Gerd Altmann | Pixabay
Converting carbon dioxide into methanol, a potentially renewable alternative fuel, offers an opportunity to simultaneously form an alternative fuel and cut down on carbon dioxide emissions.
Inspired by naturally occurring processes, a team of Boston College chemists used a multi-catalyst system to convert carbon dioxide to methanol at the lowest temperatures reported with high activity and selectivity, the researchers reported in a recent online edition of the journal Chem.
The team’s discovery was made possible by installing multiple catalysts in a single system constructed within a sponge-like porous crystalline material known as a metal-organic framework, said lead authors and Boston College Associate Professors of Chemistry Jeffery Byers and Frank Tsung.
Held in place by the sponge, the separate catalysts work in harmony. Without isolation of the catalytically active species in this way, the reaction did not proceed and no product was obtained, they reported.
The team drew its inspiration from the biological machinery in cells, which use multicomponent chemical reactions with great efficiency, Tsung said.
The team employed catalyst separation through host-guest chemistry—where a “guest” molecule is encapsulated in a “host” material to form a new chemical compound— in order to convert carbon dioxide to methanol.

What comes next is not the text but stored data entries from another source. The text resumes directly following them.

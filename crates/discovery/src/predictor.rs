//! Performance prediction from an influencer's content and campaign history.

use influencer_core::types::{
    CampaignHistoryEntry, CampaignStatus, CollaborationType, ContentSample, HistoricalPerformance,
    Influencer,
};
use serde::{Deserialize, Serialize};
use std::collections::BTreeMap;

/// Confidence given to a collaboration type with no history of its own.
pub const FALLBACK_TYPE_CONFIDENCE: f64 = 30.0;

#[derive(Debug, Clone, Serialize, Deserialize, PartialEq)]
#[serde(rename_all = "camelCase")]
pub struct CollaborationForecast {
    pub expected_goal_completion: f64,
    pub expected_roi: f64,
    pub confidence_score: f64,
    /// Completed campaigns of this type the forecast is based on.
    pub campaigns_considered: usize,
}

#[derive(Debug, Clone, Serialize, Deserialize, PartialEq)]
#[serde(rename_all = "camelCase")]
pub struct PerformancePrediction {
    pub average_engagement_rate: f64,
    pub average_goal_completion: f64,
    pub average_roi: f64,
    pub confidence_score: f64,
    pub completed_campaigns: usize,
    pub by_collaboration_type: BTreeMap<CollaborationType, CollaborationForecast>,
}

impl PerformancePrediction {
    /// Forecast for a collaboration type, or the overall averages when no
    /// type is given.
    pub fn forecast_for(&self, collaboration_type: Option<CollaborationType>) -> CollaborationForecast {
        collaboration_type
            .and_then(|t| self.by_collaboration_type.get(&t).cloned())
            .unwrap_or(CollaborationForecast {
                expected_goal_completion: self.average_goal_completion,
                expected_roi: self.average_roi,
                confidence_score: self.confidence_score,
                campaigns_considered: self.completed_campaigns,
            })
    }
}

fn completed(history: &[CampaignHistoryEntry]) -> Vec<(&CampaignHistoryEntry, &HistoricalPerformance)> {
    history
        .iter()
        .filter(|e| e.status == CampaignStatus::Completed)
        .filter_map(|e| e.performance.as_ref().map(|p| (e, p)))
        .collect()
}

fn mean(values: impl Iterator<Item = f64>) -> f64 {
    let (sum, n) = values.fold((0.0, 0usize), |(s, n), v| (s + v, n + 1));
    if n == 0 {
        0.0
    } else {
        sum / n as f64
    }
}

/// Engagement over reach across the samples. A sample without reach counts
/// the influencer's follower count; with no reach at all the profile rate
/// is returned.
pub fn sample_engagement_rate(influencer: &Influencer, samples: &[ContentSample]) -> f64 {
    let mut engagement = 0u64;
    let mut reach = 0u64;
    for sample in samples {
        engagement += sample.engagement();
        reach += sample.reach.unwrap_or(influencer.follower_count);
    }
    if reach == 0 {
        influencer.engagement_rate
    } else {
        engagement as f64 / reach as f64
    }
}

#[derive(Debug, Clone, Copy, Default)]
pub struct PerformancePredictor;

impl PerformancePredictor {
    pub fn predict(&self, influencer: &Influencer, samples: &[ContentSample]) -> PerformancePrediction {
        let history = completed(&influencer.campaign_history);
        let average_goal_completion = mean(history.iter().map(|(_, p)| p.goal_completion_rate));
        let average_roi = mean(history.iter().map(|(_, p)| p.roi));

        let by_collaboration_type = CollaborationType::ALL
            .iter()
            .map(|&kind| {
                let of_kind: Vec<_> = history
                    .iter()
                    .filter(|(e, _)| e.collaboration_type == Some(kind))
                    .map(|(_, p)| *p)
                    .collect();
                let forecast = if of_kind.is_empty() {
                    CollaborationForecast {
                        expected_goal_completion: average_goal_completion,
                        expected_roi: average_roi,
                        confidence_score: FALLBACK_TYPE_CONFIDENCE,
                        campaigns_considered: 0,
                    }
                } else {
                    CollaborationForecast {
                        expected_goal_completion: mean(of_kind.iter().map(|p| p.goal_completion_rate)),
                        expected_roi: mean(of_kind.iter().map(|p| p.roi)),
                        confidence_score: (of_kind.len() as f64 * 20.0).min(100.0),
                        campaigns_considered: of_kind.len(),
                    }
                };
                (kind, forecast)
            })
            .collect();

        metrics::counter!("discovery.predictions").increment(1);

        PerformancePrediction {
            average_engagement_rate: sample_engagement_rate(influencer, samples),
            average_goal_completion,
            average_roi,
            confidence_score: (history.len() as f64 * 10.0).min(100.0),
            completed_campaigns: history.len(),
            by_collaboration_type,
        }
    }
}
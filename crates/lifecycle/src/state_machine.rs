//! Allowed status transitions for campaigns and collaboration requests.

use influencer_core::store::{DocumentStore, RequestChange};
use influencer_core::types::{CampaignStatus, CollaborationRequest, RequestStatus};
use influencer_core::{EngineError, EngineResult};
use tracing::debug;
use uuid::Uuid;

/// Re-reads allowed when a request changes between read and write.
const STALE_READ_RETRIES: u32 = 3;

/// Whether a campaign may move from `from` to `to`.
pub fn campaign_transition_allowed(from: CampaignStatus, to: CampaignStatus) -> bool {
    use CampaignStatus::*;
    matches!(
        (from, to),
        (Draft, PendingApproval)
            | (Draft, Cancelled)
            | (PendingApproval, Approved)
            | (PendingApproval, Draft)
            | (PendingApproval, Cancelled)
            | (Approved, InProgress)
            | (Approved, Cancelled)
            | (InProgress, Completed)
            | (InProgress, Cancelled)
    )
}

pub fn check_campaign_transition(from: CampaignStatus, to: CampaignStatus) -> EngineResult<()> {
    if campaign_transition_allowed(from, to) {
        Ok(())
    } else {
        Err(EngineError::InvalidTransition {
            entity: "campaign",
            from: from.to_string(),
            to: to.to_string(),
        })
    }
}

/// Whether a collaboration request may move from `from` to `to`. A
/// negotiating request may receive further counter-offers.
pub fn request_transition_allowed(from: RequestStatus, to: RequestStatus) -> bool {
    use RequestStatus::*;
    matches!(
        (from, to),
        (Pending, Negotiating | Accepted | Declined) | (Negotiating, Negotiating | Accepted | Declined)
    )
}

pub fn check_request_transition(from: RequestStatus, to: RequestStatus) -> EngineResult<()> {
    if request_transition_allowed(from, to) {
        Ok(())
    } else {
        Err(EngineError::InvalidTransition {
            entity: "collaboration request",
            from: from.to_string(),
            to: to.to_string(),
        })
    }
}

/// Validates `change` against the stored request and applies it with a
/// status compare-and-set. A stale read is re-checked against the fresh
/// status, so a change racing a terminal decision fails with
/// `InvalidTransition` instead of overwriting it.
pub async fn apply_request_change(
    store: &dyn DocumentStore,
    request_id: Uuid,
    change: RequestChange,
) -> EngineResult<CollaborationRequest> {
    let to = change.target_status();
    let mut attempt = 0;
    loop {
        let current = store
            .get_collaboration_request(request_id)
            .await?
            .ok_or_else(|| EngineError::not_found("collaboration request", request_id))?;
        check_request_transition(current.status, to)?;

        match store
            .update_collaboration_request(request_id, current.status, change.clone())
            .await
        {
            Err(EngineError::InvalidTransition { .. }) if attempt < STALE_READ_RETRIES => {
                attempt += 1;
                debug!(request_id = %request_id, attempt, "Request changed since read, retrying");
            }
            result => return result,
        }
    }
}

#[cfg(test)]
mod tests {
    use super::*;

    const CAMPAIGN_STATES: [CampaignStatus; 6] = [
        CampaignStatus::Draft,
        CampaignStatus::PendingApproval,
        CampaignStatus::Approved,
        CampaignStatus::InProgress,
        CampaignStatus::Completed,
        CampaignStatus::Cancelled,
    ];

    #[test]
    fn test_happy_path() {
        let path = [
            CampaignStatus::Draft,
            CampaignStatus::PendingApproval,
            CampaignStatus::Approved,
            CampaignStatus::InProgress,
            CampaignStatus::Completed,
        ];
        for pair in path.windows(2) {
            assert!(check_campaign_transition(pair[0], pair[1]).is_ok());
        }
    }

    #[test]
    fn test_terminal_states_have_no_exit() {
        for from in [CampaignStatus::Completed, CampaignStatus::Cancelled] {
            for to in CAMPAIGN_STATES {
                assert!(!campaign_transition_allowed(from, to), "{from} -> {to}");
            }
        }
    }

    #[test]
    fn test_no_self_or_skipping_transitions() {
        for status in CAMPAIGN_STATES {
            assert!(!campaign_transition_allowed(status, status));
        }
        assert!(!campaign_transition_allowed(CampaignStatus::Draft, CampaignStatus::InProgress));
        assert!(!campaign_transition_allowed(CampaignStatus::Approved, CampaignStatus::Completed));
        assert!(campaign_transition_allowed(CampaignStatus::PendingApproval, CampaignStatus::Draft));
    }

    #[test]
    fn test_invalid_transition_error() {
        let err = check_campaign_transition(CampaignStatus::Completed, CampaignStatus::Draft).unwrap_err();
        assert_eq!(err.to_string(), "Invalid campaign transition: completed -> draft");
        assert!(err.is_user_visible());
    }

    #[test]
    fn test_request_transitions() {
        assert!(request_transition_allowed(RequestStatus::Pending, RequestStatus::Negotiating));
        assert!(request_transition_allowed(RequestStatus::Negotiating, RequestStatus::Negotiating));
        assert!(request_transition_allowed(RequestStatus::Negotiating, RequestStatus::Accepted));
        assert!(!request_transition_allowed(RequestStatus::Pending, RequestStatus::Pending));
        for terminal in [RequestStatus::Accepted, RequestStatus::Declined] {
            for to in [
                RequestStatus::Pending,
                RequestStatus::Negotiating,
                RequestStatus::Accepted,
                RequestStatus::Declined,
            ] {
                assert!(check_request_transition(terminal, to).is_err());
            }
        }
    }
}
//! Document store seam and its in-memory implementation.
//!
//! Components receive an `Arc<dyn DocumentStore>` built once at process
//! start. `MemoryStore` backs development and tests; a managed document
//! database plugs in behind the same trait.

use crate::error::{EngineError, EngineResult};
use crate::types::*;
use async_trait::async_trait;
use chrono::{DateTime, Utc};
use dashmap::DashMap;
use std::cmp::Reverse;
use tracing::{debug, info};
use uuid::Uuid;

#[derive(Debug, Clone, Copy, Default, PartialEq, Eq)]
pub enum InfluencerOrder {
    /// Largest follower count first.
    #[default]
    FollowersDesc,
    /// Never-refreshed first, then oldest `metricsUpdatedAt`.
    StalestMetricsFirst,
}

/// Filter for the `influencers` collection. Empty fields do not constrain.
#[derive(Debug, Clone, Default)]
pub struct InfluencerQuery {
    pub status: Option<InfluencerStatus>,
    /// Array-contains-any over `categories`, compared with [`same_tag`].
    pub categories_any: Vec<String>,
    pub min_followers: Option<u64>,
    pub max_followers: Option<u64>,
    pub order: InfluencerOrder,
    pub limit: Option<usize>,
}

#[derive(Debug, Clone, Copy, Default, PartialEq, Eq)]
pub enum CampaignOrder {
    /// Newest `createdAt` first.
    #[default]
    NewestFirst,
    /// Never-tracked first, then oldest `performanceUpdatedAt`.
    StalestPerformanceFirst,
}

/// Filter for the `influencerCampaigns` collection.
#[derive(Debug, Clone, Default)]
pub struct CampaignQuery {
    pub status: Option<CampaignStatus>,
    pub brand_id: Option<Uuid>,
    pub accepted_influencer: Option<Uuid>,
    pub order: CampaignOrder,
    pub limit: Option<usize>,
}

/// A single-document change to a collaboration request, applied by the store
/// under its own lock.
#[derive(Debug, Clone)]
pub enum RequestChange {
    /// Appends to the negotiation history and moves the request to
    /// `negotiating`.
    CounterOffer { offer: CounterOffer, at: DateTime<Utc> },
    /// Records the influencer's accept or decline.
    Decision {
        status: RequestStatus,
        message: Option<String>,
        at: DateTime<Utc>,
    },
}

impl RequestChange {
    pub fn target_status(&self) -> RequestStatus {
        match self {
            Self::CounterOffer { .. } => RequestStatus::Negotiating,
            Self::Decision { status, .. } => *status,
        }
    }

    fn apply(self, request: &mut CollaborationRequest) {
        match self {
            Self::CounterOffer { offer, at } => {
                request.negotiation_history.push(NegotiationEntry {
                    timestamp: at,
                    offered_by: offer.offered_by,
                    terms: offer.terms.clone(),
                });
                request.status = RequestStatus::Negotiating;
                request.counter_offer = Some(offer);
                request.updated_at = at;
            }
            Self::Decision { status, message, at } => {
                request.status = status;
                request.message = message;
                request.responded_at = Some(at);
                request.updated_at = at;
            }
        }
    }
}

#[async_trait]
pub trait DocumentStore: Send + Sync {
    // influencers
    async fn get_influencer(&self, id: Uuid) -> EngineResult<Option<Influencer>>;
    async fn put_influencer(&self, influencer: Influencer) -> EngineResult<()>;
    /// Ordered by `query.order`.
    async fn query_influencers(&self, query: &InfluencerQuery) -> EngineResult<Vec<Influencer>>;

    // influencerContent
    async fn insert_content_sample(&self, sample: ContentSample) -> EngineResult<()>;
    /// Most recent first; samples without `postedAt` sort last.
    async fn recent_content_samples(
        &self,
        influencer_id: Uuid,
        limit: usize,
    ) -> EngineResult<Vec<ContentSample>>;

    // influencerCampaigns
    async fn insert_campaign(&self, campaign: Campaign) -> EngineResult<()>;
    async fn get_campaign(&self, id: Uuid) -> EngineResult<Option<Campaign>>;
    /// Merges `patch` into the campaign. When `patch.expected_status` is set
    /// and no longer matches, fails with `InvalidTransition` without writing.
    async fn update_campaign(&self, id: Uuid, patch: CampaignPatch) -> EngineResult<Campaign>;
    /// Ordered by `query.order`.
    async fn query_campaigns(&self, query: &CampaignQuery) -> EngineResult<Vec<Campaign>>;
    /// Adds a join row. Returns `false` when the row already existed.
    async fn add_campaign_link(
        &self,
        campaign_id: Uuid,
        link: CampaignLink,
        target: Uuid,
    ) -> EngineResult<bool>;
    /// Removes a join row. Returns `false` when there was nothing to remove.
    async fn remove_campaign_link(
        &self,
        campaign_id: Uuid,
        link: CampaignLink,
        target: Uuid,
    ) -> EngineResult<bool>;

    // collaborationRequests
    async fn insert_collaboration_request(&self, request: CollaborationRequest) -> EngineResult<()>;
    async fn get_collaboration_request(&self, id: Uuid) -> EngineResult<Option<CollaborationRequest>>;
    async fn put_collaboration_request(&self, request: CollaborationRequest) -> EngineResult<()>;
    /// Applies `change` only while the stored status is still `expected`.
    /// Otherwise fails with `InvalidTransition` and leaves the request as is.
    async fn update_collaboration_request(
        &self,
        id: Uuid,
        expected: RequestStatus,
        change: RequestChange,
    ) -> EngineResult<CollaborationRequest>;

    // campaignContent
    async fn insert_campaign_content(&self, content: CampaignContent) -> EngineResult<()>;
    async fn get_campaign_content(&self, id: Uuid) -> EngineResult<Option<CampaignContent>>;
    async fn put_campaign_content(&self, content: CampaignContent) -> EngineResult<()>;
    /// Fetches the given ids in order, skipping ids with no document.
    async fn get_campaign_contents(&self, ids: &[Uuid]) -> EngineResult<Vec<CampaignContent>>;

    // campaignPerformance
    async fn insert_performance_snapshot(&self, snapshot: PerformanceSnapshot) -> EngineResult<()>;
    async fn performance_snapshots(&self, campaign_id: Uuid) -> EngineResult<Vec<PerformanceSnapshot>>;

    // campaignReports
    async fn insert_report(&self, report: CampaignReport) -> EngineResult<()>;
    async fn get_report(&self, id: Uuid) -> EngineResult<Option<CampaignReport>>;
    async fn reports_for_campaign(&self, campaign_id: Uuid) -> EngineResult<Vec<CampaignReport>>;

    // influencerNotifications / brandNotifications
    async fn insert_notification(&self, notification: Notification) -> EngineResult<()>;
    async fn notifications_for(&self, recipient: Party, recipient_id: Uuid) -> EngineResult<Vec<Notification>>;
}

/// Join rows for one campaign, one ordered set per link kind.
#[derive(Debug, Clone, Default)]
struct CampaignLinks {
    collaboration_requests: Vec<Uuid>,
    accepted_influencers: Vec<Uuid>,
    content_submissions: Vec<Uuid>,
    approved_content: Vec<Uuid>,
}

impl CampaignLinks {
    fn list_mut(&mut self, link: CampaignLink) -> &mut Vec<Uuid> {
        match link {
            CampaignLink::CollaborationRequest => &mut self.collaboration_requests,
            CampaignLink::AcceptedInfluencer => &mut self.accepted_influencers,
            CampaignLink::ContentSubmission => &mut self.content_submissions,
            CampaignLink::ApprovedContent => &mut self.approved_content,
        }
    }

    fn hydrate(&self, campaign: &mut Campaign) {
        campaign.collaboration_requests = self.collaboration_requests.clone();
        campaign.accepted_influencers = self.accepted_influencers.clone();
        campaign.content_submissions = self.content_submissions.clone();
        campaign.approved_content = self.approved_content.clone();
    }
}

The approach, inspired by the multicomponent catalytic transformations in nature, converted a greenhouse gas to a renewable fuel while avoiding high catalytic demand on a single species.
“We accomplished this by encapsulating one or more catalysts in metal-organic framework and applying the resulting host-guest construct in catalysis in tandem with another transition metal complex,” said Tsung.
The team, which included graduate student Thomas M. Rayder and undergraduate Enric H. Adillon, set out to determine whether they could develop an approach to integrate incompatible catalysts in order to convert carbon dioxide to methanol at low temperature and with high selectivity, said Byers.
Specifically, they wanted to find out if there are specific advantages to this approach when compared to current state of the art systems for transition metal complex-based conversion of carbon dioxide to methanol.
“Positioning multiple transition metal complex catalysts at the right position in a system is critical to the reaction turning over,” said Byers. “At the same time, encapsulating these catalysts allowed for recyclability in the multicomponent catalytic system.”
These properties make the multicomponent catalyst construct more industrially relevant, which may pave the way for a carbon-neutral fuel economy, the researches said.
In addition to achieving site isolation by encapsulating the catalysts, which led to catalyst activity and recyclability, the team discovered an autocatalytic feature of the catalyst that enabled the reaction to be run without the need for large amounts of additives. Most previous reports for similar reactions use large amounts of additives, but the team's approach avoids this necessity.
The team plans to do further research into the modularity of both the encapsulation method and the metal-organic frameworks to gain a deeper understanding of the multicomponent system and optimize it further, as well as access new, unexplored reactivity through the formation of new host-guest constructs, Tsung said.
Ed Hayward | University Communications | August 2020